Performances

Pain and Nourishment: Kirin Kiki in Still Walking

Hirokazu Kore-eda’s Still Walking is an exquisitely lived-in portrayal of family life. It takes place largely over the course of one day, at the home of the aging Yokoyamas, Toshiko (Kirin Kiki) and Kyohei (Yoshio Harada), as they welcome visiting children and grandchildren. The film is more interested in capturing the beauty of familial interaction and subtle human behavior than imposing a narrative. There is an overall dramatic design, which becomes clearer as the film moves gracefully along, but for the first half hour or so, we feel as though we’re simply eavesdropping on people’s lives. A director can achieve this authenticity only with the right performances, and Still Walking would be unthinkable without Kiki, a veteran Japanese actor who imbues each of her scenes with a remarkable spontaneity and sense of her character’s history. We can read the joys and sadnesses of an entire life in her every smile, grimace, and fidget.

Though the Blue Ribbon Award Kiki received for Still Walking in 2008, when the film was released, was for best supporting actress, she’s clearly the lead character—the family’s heart and the film’s focus. Even within wide, master shot compositions featuring multiple characters, she’s often centrally framed. Kore-eda conceived Still Walking as a tribute to his own mother, who had recently died after a long illness. “After my mother’s death, I was left with feeling that I wasn’t there in time; that you’re never there in time. I was filled with a strong, deep regret. That was the basis for the film,” the director said in 2008. What’s amazing is that, despite the melancholy that drove the production, so much of the film is utterly delightful, gliding along on the rhythms of comfortable family rapport. Kiki, sixty-five when she made the film, is especially amusing in her kitchen scenes.
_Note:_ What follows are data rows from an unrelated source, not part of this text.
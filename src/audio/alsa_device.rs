//! ALSA PCM capture device.

use alsa::pcm::{Access, Format, HwParams, PCM};
use alsa::{Direction, ValueOr};
use anyhow::{Context, Result};

use super::capture::CaptureSource;
use crate::error::CaptureError;

/// Parameters negotiated with the ALSA hardware.
#[derive(Debug, Clone)]
pub struct AlsaParams {
    /// Actual sample rate after negotiation
    pub sample_rate: u32,
    /// Actual number of channels
    pub channels: u32,
    /// Period size in frames
    pub period_size: usize,
}

/// Blocking ALSA capture handle.
pub struct AlsaCapture {
    pcm: PCM,
    params: AlsaParams,
}

impl AlsaCapture {
    /// Open `device` for capture, S16_LE interleaved, at the rate nearest to
    /// `sample_rate`.
    pub fn open(device: &str, sample_rate: u32, channels: u32) -> Result<Self> {
        let pcm = PCM::new(device, Direction::Capture, false)
            .with_context(|| format!("Failed to open PCM device '{}' for Capture", device))?;

        {
            let hwp = HwParams::any(&pcm).with_context(|| "Failed to initialize HwParams")?;
            hwp.set_access(Access::RWInterleaved)
                .context("Failed to set access type")?;
            hwp.set_format(Format::S16LE)
                .context("Failed to set sample format")?;
            hwp.set_rate_near(sample_rate, ValueOr::Nearest)
                .context("Failed to set sample rate")?;
            hwp.set_channels(channels)
                .context("Failed to set channel count")?;
            pcm.hw_params(&hwp).context("Failed to set hw params")?;
        }

        // Read back actual negotiated parameters
        let (actual_rate, actual_channels, period_size) = {
            let hwp = pcm.hw_params_current()?;
            let rate = hwp.get_rate()?;
            let ch = hwp.get_channels()?;
            let ps = hwp.get_period_size()? as usize;
            (rate, ch, ps)
        };

        pcm.prepare()
            .context("Failed to prepare audio interface for use")?;

        let params = AlsaParams {
            sample_rate: actual_rate,
            channels: actual_channels,
            period_size,
        };

        log::info!(
            "ALSA Capture: device={}, rate={}, channels={}, period_size={}",
            device,
            actual_rate,
            actual_channels,
            period_size,
        );

        Ok(Self { pcm, params })
    }

    pub fn params(&self) -> &AlsaParams {
        &self.params
    }
}

impl CaptureSource for AlsaCapture {
    fn read(&mut self, buf: &mut [i16]) -> Result<(), CaptureError> {
        let channels = self.params.channels.max(1) as usize;
        let io = self
            .pcm
            .io_i16()
            .map_err(|e| CaptureError::Device(e.to_string()))?;

        // readi may return early on signals; keep reading until the buffer is
        // full or the device gives nothing back.
        let mut filled = 0;
        while filled < buf.len() {
            match io.readi(&mut buf[filled..]) {
                Ok(0) => break,
                Ok(frames) => filled += frames * channels,
                Err(e) => return Err(CaptureError::Device(e.to_string())),
            }
        }

        if filled != buf.len() {
            return Err(CaptureError::ShortRead {
                expected: buf.len(),
                got: filled,
            });
        }
        Ok(())
    }
}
Still Walking is as much about sustenance as it is about love, regret, and growing old, so it makes sense that food is integral to it. It opens with a close-up on Kiki’s aging but not yet wizened hand scraping a carrot skin with a knife as she prepares for an elaborate lunch that will be the culmination of the film’s first half. We’ll also see her deveining shrimp, mashing potatoes, slicing onions, salting edamame, and fashioning her culinary pièce de résistance, corn tempura. Toshiko’s hustle-bustle at the stove is a perfect, action-oriented introduction to a no-nonsense character. Though she seems to enjoy cooking (Kiki often interjects playful smiles and eye rolls at unexpected moments), Toshiko is driven in the kitchen. And Kiki is so at ease she seems to have made these dishes, based on Kore-eda’s mother’s recipes, many times. When frying the tempura, she dodges flying crackles of hot oil like a pro. It’s in moments like these—when an actor is just navigating her environment—that a movie’s artifice dissolves away and we’re left watching real, vivid motion.

As the film progresses, we come to realize that the occasion for the family get-together is the annual observance of the long-ago death of one of Toshiko and Kyohei’s children: Junpei, who drowned saving the life of another young man. Kiki is almost unbearably touching in her portrayal of a woman who has been in mourning for decades, yet she’s without an ounce of sentiment. She doesn’t seem to be acting grief but living it. The delicacy with which she places food at her son’s altar (which Kore-eda often places in the background or at the side of a composition, to remind viewers that the family is constantly affected by this member’s absence) and the methodical love with which she pours cooling water on his grave during a cemetery visit convince us that she’s been observing these customs for years.

Still Walking is about life’s nearly constant negotiation between pleasure and pain. In one moment, sorrow over her son’s death will seem to have overtaken Toshiko, and in the next she’ll be giddily reminiscing about something. Late in the film, after much of the extended family has gone home, Toshiko and Kyohei share a dinner of leftovers with their son Ryota and his wife and stepson. Toshiko momentarily rekindles a youthful spark when she recalls and plays a favorite record from her early days of marriage. The grumpy Kyohei tries to belittle it, but she won’t allow it. For her, this corny pop song isn’t even a guilty pleasure—it’s just one of life’s joys. Watch how Kiki briefly clutches the record to her chest, and how she seems to be visibly transported to some secret past as the tune drifts across the room.